A poll by Harris interactive for the French newspaper Le Parisien, published on March 7, 2011 put Marine Le Pen with 24% ahead of Dominique Strauss-Kahn with 23% and President Sarkozy with 21% in the 2012 presidential election. In the case of François Hollande instead of Dominique Strauss-Kahn running for the Socialists, the poll put Ms Le Pen ahead with 24% in front of President Sarkozy with 21% and M. Hollande with 20%. If Martine Aubry should run for the Socialist, Marine Le Pen would win 23%, President Sarkozy and Martine Aubry would both garner 21% each.  In all cases, Marine Le Pen would enter the second round of the presidential election, with either the center-right or the center-left candidate being eliminated in the first round. A nightmare scenario for the French political class, which remembers well April 21, 2002 when the Socialist candidate Lionel Jospin was eliminated by Jean-Marie Le Pen in the first round of the presidential election.

Polls are just polls, but Marine Le Pen proved in the March 2011 cantonal election that the National Front is well alive.

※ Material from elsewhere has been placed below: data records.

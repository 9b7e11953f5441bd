use logos::Logos;

use crate::error::LexError;

/// Represents a lexical token in the source input.
/// A token is a minimal but meaningful unit of text produced by the lexer.
/// This enum defines all recognized tokens in the language.
///
/// Keywords are matched case-sensitively, so `forward` is an ordinary
/// identifier while `FORWARD` is the move action.
#[derive(Logos, Debug, PartialEq, Clone)]
#[logos(extras = LexerExtras)]
pub enum Token {
    /// Numeric literal tokens, such as `90` or `22.5`. There is no exponent
    /// notation and no leading sign; signs belong to the grammar.
    #[regex(r"[0-9]+(\.[0-9]+)?", parse_real)]
    Real(f64),
    /// Identifier tokens; variable names such as `x` or `angle`.
    #[regex(r"[a-zA-Z_][a-zA-Z0-9_]*", |lex| lex.slice().to_string())]
    Identifier(String),
    /// `HOME`
    #[token("HOME")]
    Home,
    /// `PENUP`
    #[token("PENUP")]
    PenUp,
    /// `PENDOWN`
    #[token("PENDOWN")]
    PenDown,
    /// `FORWARD`
    #[token("FORWARD")]
    Forward,
    /// `LEFT`
    #[token("LEFT")]
    Left,
    /// `RIGHT`
    #[token("RIGHT")]
    Right,
    /// `PUSHSTATE`
    #[token("PUSHSTATE")]
    PushState,
    /// `POPSTATE`
    #[token("POPSTATE")]
    PopState,
    /// `OR`
    #[token("OR")]
    Or,
    /// `AND`
    #[token("AND")]
    And,
    /// `NOT`
    #[token("NOT")]
    Not,
    /// `WHILE`
    #[token("WHILE")]
    While,
    /// `DO`
    #[token("DO")]
    Do,
    /// `OD`
    #[token("OD")]
    Od,
    /// `IF`
    #[token("IF")]
    If,
    /// `THEN`
    #[token("THEN")]
    Then,
    /// `ELSIF`
    #[token("ELSIF")]
    Elsif,
    /// `ELSE`
    #[token("ELSE")]
    Else,
    /// `FI`
    #[token("FI")]
    Fi,
    /// `:=`
    #[token(":=")]
    Assign,
    /// `=`
    #[token("=")]
    Equal,
    /// `<>`
    #[token("<>")]
    NotEqual,
    /// `<=`
    #[token("<=")]
    LessEqual,
    /// `>=`
    #[token(">=")]
    GreaterEqual,
    /// `<`
    #[token("<")]
    Less,
    /// `>`
    #[token(">")]
    Greater,
    /// `+`
    #[token("+")]
    Plus,
    /// `-`
    #[token("-")]
    Minus,
    /// `*`
    #[token("*")]
    Star,
    /// `/`
    #[token("/")]
    Slash,
    /// `(`
    #[token("(")]
    LParen,
    /// `)`
    #[token(")")]
    RParen,
    /// `# Comments.` running to the end of the line.
    #[regex(r"#[^\n\r]*", logos::skip)]
    Comment,
    /// Line breaks are skipped but counted for diagnostics.
    #[token("\n", |lex| {
        lex.extras.line += 1;
        logos::Skip
    })]
    NewLine,
    /// Spaces, tabs and feeds.
    #[regex(r"[ \t\r\f]+", logos::skip)]
    Ignored,
}

impl std::fmt::Display for Token {
    fn fmt(&self, f: &mut std::fmt::Formatter<'_>) -> std::fmt::Result {
        match self {
            Self::Real(value) => write!(f, "{value}"),
            Self::Identifier(name) => write!(f, "{name}"),
            Self::Home => write!(f, "HOME"),
            Self::PenUp => write!(f, "PENUP"),
            Self::PenDown => write!(f, "PENDOWN"),
            Self::Forward => write!(f, "FORWARD"),
            Self::Left => write!(f, "LEFT"),
            Self::Right => write!(f, "RIGHT"),
            Self::PushState => write!(f, "PUSHSTATE"),
            Self::PopState => write!(f, "POPSTATE"),
            Self::Or => write!(f, "OR"),
            Self::And => write!(f, "AND"),
            Self::Not => write!(f, "NOT"),
            Self::While => write!(f, "WHILE"),
            Self::Do => write!(f, "DO"),
            Self::Od => write!(f, "OD"),
            Self::If => write!(f, "IF"),
            Self::Then => write!(f, "THEN"),
            Self::Elsif => write!(f, "ELSIF"),
            Self::Else => write!(f, "ELSE"),
            Self::Fi => write!(f, "FI"),
            Self::Assign => write!(f, ":="),
            Self::Equal => write!(f, "="),
            Self::NotEqual => write!(f, "<>"),
            Self::LessEqual => write!(f, "<="),
            Self::GreaterEqual => write!(f, ">="),
            Self::Less => write!(f, "<"),
            Self::Greater => write!(f, ">"),
            Self::Plus => write!(f, "+"),
            Self::Minus => write!(f, "-"),
            Self::Star => write!(f, "*"),
            Self::Slash => write!(f, "/"),
            Self::LParen => write!(f, "("),
            Self::RParen => write!(f, ")"),
            // Skipped variants never reach a token stream.
            Self::Comment | Self::NewLine | Self::Ignored => Ok(()),
        }
    }
}

/// Additional information carried by the lexer during tokenization.
///
/// Tracks the current line number for error reporting and diagnostics.
/// Incremented as newlines are processed.
#[derive(Default)]
pub struct LexerExtras {
    /// The current line number in the source being tokenized.
    pub line: usize,
}

/// Parses a numeric literal from the current token slice.
///
/// # Parameters
/// - `lex`: Reference to the Logos lexer at the current token.
///
/// # Returns
/// - `Some(f64)`: The parsed value if successful.
/// - `None`: If the token slice is not a valid number.
fn parse_real(lex: &logos::Lexer<Token>) -> Option<f64> {
    lex.slice().parse().ok()
}

/// Runs the lexer over `source` and collects every token together with the
/// line it appeared on.
///
/// The whole input is tokenized eagerly; the parser consumes the resulting
/// vector with one token of lookahead. The end of the vector is the end of
/// input.
///
/// # Errors
/// Returns [`LexError::MalformedOperator`] when a `:` is not followed by `=`,
/// and [`LexError::UnknownLexeme`] for any other character that starts no
/// token. The first lexical error aborts tokenization.
pub fn tokenize(source: &str) -> Result<Vec<(Token, usize)>, LexError> {
    let mut tokens = Vec::new();
    let mut lexer = Token::lexer_with_extras(source, LexerExtras { line: 1 });

    while let Some(token) = lexer.next() {
        if let Ok(token) = token {
            tokens.push((token, lexer.extras.line));
        } else {
            let lexeme = lexer.slice().to_string();
            let line = lexer.extras.line;
            return Err(if lexeme.starts_with(':') {
                           LexError::MalformedOperator { lexeme, line }
                       } else {
                           LexError::UnknownLexeme { lexeme, line }
                       });
        }
    }

    Ok(tokens)
}
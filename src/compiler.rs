/// The command module defines the plotter wire commands.
///
/// Executing a program produces a flat sequence of these commands. Each one
/// prints as a single ASCII line in the plotter protocol.
///
/// # Responsibilities
/// - Defines the closed `Command` enum of plotter operations.
/// - Renders commands in the wire format via `Display`.
pub mod command;
/// The evaluator module executes AST nodes and emits plotter commands.
///
/// The evaluator walks the AST, evaluates expressions to numbers, executes
/// statements against the variable namespace, and appends a plotter command
/// for every turtle action. It is the back end of the compiler.
///
/// # Responsibilities
/// - Evaluates expressions, including the numeric truth encoding.
/// - Executes assignments, loops, conditionals and blocks.
/// - Emits plotter commands in execution order.
/// - Reports runtime errors such as reading an unassigned variable.
pub mod evaluator;
/// The lexer module tokenizes source code for further parsing.
///
/// The lexer reads the raw source text and produces a stream of tokens, each
/// corresponding to a meaningful language element such as a number, an
/// identifier, an operator or a keyword. This is the first stage of
/// compilation.
///
/// # Responsibilities
/// - Converts the input character stream into tokens with line numbers.
/// - Handles numeric literals, identifiers and the keyword table.
/// - Reports lexical errors for invalid or malformed input.
pub mod lexer;
/// The parser module builds the abstract syntax tree (AST) from tokens.
///
/// The parser processes the token stream produced by the lexer and
/// constructs an AST that represents the syntactic structure of statements
/// and expressions, using a single token of lookahead.
///
/// # Responsibilities
/// - Converts tokens into structured AST nodes (statements, expressions).
/// - Validates the grammar, reporting errors with location info.
/// - Encodes operator precedence and the two-tier expression grammar.
pub mod parser;
use std::fs;

use clap::Parser;
use turtlec::{compiler::evaluator::core::Context, parse};

/// turtlec compiles a small turtle-graphics language into plotter commands,
/// printed one per line on standard output.
#[derive(Parser, Debug)]
#[command(version, about, long_about = None)]
struct Args {
    /// Tells turtlec to look at a file instead of a script.
    #[arg(short, long)]
    file: bool,

    contents: String,
}

fn main() {
    let args = Args::parse();

    let script = if args.file {
        fs::read_to_string(&args.contents).unwrap_or_else(|_| {
            eprintln!("Failed to read the input file '{}'. Perhaps this file does not exist?",
                      &args.contents);
            std::process::exit(1);
        })
    } else {
        args.contents
    };

    let program = match parse(&script) {
        Ok(program) => program,
        Err(e) => {
            eprintln!("{e}");
            std::process::exit(1);
        },
    };

    let mut context = Context::new();
    let result = program.iter()
                        .try_for_each(|statement| context.eval_statement(statement));

    // Whatever was emitted before a failure still goes out.
    for command in &context.commands {
        println!("{command}");
    }

    if let Err(e) = result {
        eprintln!("{e}");
        std::process::exit(1);
    }
}
use crate::compiler::{command::Command, evaluator::core::Context};

impl Context {
    /// Emits a move by `distance`.
    pub(crate) fn forward(&mut self, distance: f64) {
        self.commands.push(Command::Move(distance));
    }

    /// Emits a left turn by `angle`.
    pub(crate) fn turn_left(&mut self, angle: f64) {
        self.commands.push(Command::Turn(angle));
    }

    /// Emits a right turn by `angle`.
    ///
    /// The wire format has a single turn command whose positive direction is
    /// left, so a right turn is emitted as a turn by the negated angle.
    pub(crate) fn turn_right(&mut self, angle: f64) {
        self.commands.push(Command::Turn(-angle));
    }

    /// Emits a return to the home position.
    pub(crate) fn go_home(&mut self) {
        self.commands.push(Command::Home);
    }

    /// Emits a pen lift.
    pub(crate) fn pen_up(&mut self) {
        self.commands.push(Command::PenUp);
    }

    /// Emits a pen drop.
    pub(crate) fn pen_down(&mut self) {
        self.commands.push(Command::PenDown);
    }

    /// Emits a save of the current position and heading.
    pub(crate) fn push_state(&mut self) {
        self.commands.push(Command::PushState);
    }

    /// Emits a restore of the last saved position and heading.
    pub(crate) fn pop_state(&mut self) {
        self.commands.push(Command::PopState);
    }
}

The overall vote for the National Front of roughly 11.6% is misleading. The party only presented candidates in 403 out of the 1440 cantons. Counting only the cantons in which the FN was present, the party won an astonishing average of 45% of the vote, as Le Figaro noticed. Still, the FN ended up wining only 2 seats. However, more importantly, in the second round of the March 2011 cantonal elections, the FN did not lose votes, with the protest votes not flowing back to the mainstream parties in the second round. On the contrary, the FN increased its result from 620,000 votes in the first round to 915,000 votes in the second round, a progression of some 50%. In short, the FN vote is no longer considered a protest vote. The French stick with their decision also when it matters.

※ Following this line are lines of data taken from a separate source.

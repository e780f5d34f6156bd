//! Error Types

use thiserror::Error;

use crate::entity::EntityKind;

type BoxError = Box<dyn std::error::Error + Send + Sync>;

#[derive(Debug, Error)]
pub enum StoreError {
    /// Operator/programmer configuration mistake. Fatal, never retried;
    /// the message names the remediation.
    #[error("Configuration error: {message}")]
    Configuration { message: String },

    /// The cancellation signal was already triggered before a database
    /// handle acquisition started.
    #[error("Operation was canceled before a database handle could be acquired")]
    Canceled,

    #[error("Database error: {0}")]
    Database(#[source] BoxError),

    #[error("Serialization error: {0}")]
    Serialization(#[source] BoxError),
}

impl StoreError {
    pub fn configuration(message: impl Into<String>) -> Self {
        Self::Configuration {
            message: message.into(),
        }
    }

    pub fn database(err: impl Into<BoxError>) -> Self {
        Self::Database(err.into())
    }

    pub fn serialization(err: impl Into<BoxError>) -> Self {
        Self::Serialization(err.into())
    }

    /// The requested entity type does not belong to the resolver's kind.
    pub fn incompatible_entity(kind: EntityKind, requested: &str) -> Self {
        Self::configuration(format!(
            "the entity type '{requested}' is not compatible with the {kind} stores; \
             use the built-in {kind} entity or a custom type whose EntityDocument \
             kind is '{kind}'"
        ))
    }

    /// No service of the given type was ever registered.
    pub fn unregistered_service(type_name: &str) -> Self {
        Self::configuration(format!(
            "no service of type '{type_name}' has been registered; register one on \
             the ServiceRegistry before resolving stores"
        ))
    }

    /// A service slot exists but was explicitly registered as absent.
    pub fn absent_service(type_name: &str) -> Self {
        Self::configuration(format!(
            "the service of type '{type_name}' was explicitly registered as absent; \
             replace the registration with an instance before resolving stores"
        ))
    }

    pub fn is_configuration(&self) -> bool {
        matches!(self, Self::Configuration { .. })
    }
}

pub type Result<T> = std::result::Result<T, StoreError>;

#[cfg(test)]
mod tests {
    use super::*;

    #[test]
    fn incompatible_entity_names_type_and_kind() {
        let err = StoreError::incompatible_entity(EntityKind::Token, "my_crate::Widget");
        let msg = err.to_string();
        assert!(msg.contains("my_crate::Widget"));
        assert!(msg.contains("token stores"));
        assert!(err.is_configuration());
    }

    #[test]
    fn unregistered_and_absent_messages_differ() {
        let missing = StoreError::unregistered_service("Foo").to_string();
        let absent = StoreError::absent_service("Foo").to_string();
        assert_ne!(missing, absent);
        assert!(missing.contains("has been registered"));
        assert!(absent.contains("explicitly registered as absent"));
    }

    #[test]
    fn canceled_is_not_a_configuration_error() {
        assert!(!StoreError::Canceled.is_configuration());
    }
}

This could mean trouble for Nicolas Sarkozy's reelection chances in the 2012 presidential election. He may face contenders and/or protests from the far-right, the right and the center, including Marine Le Pen,, Dominique de Villepin, Jean-Louis Borloo, François Bayrou and others. In this context, the president's center-right risks to fall apart or at least to get substantially squeezed. [added on April 8, 2011: Yesterday, Jean-Louis Borloo announced on French state television that he would leave Sarkozy's UMP party and may be a candidate in the 2012 presidential election. As mentioned above, several other personalities from the center-right are thinking about a presidential run; incidentally, another possible name on that list would be Hervé Morin of the Nouveau Centre].

The result of the 2011 cantonal elections means trouble for the French political establishment as a whole because the real winners were the non-voters with the abstention rate reaching a record high 55.7%.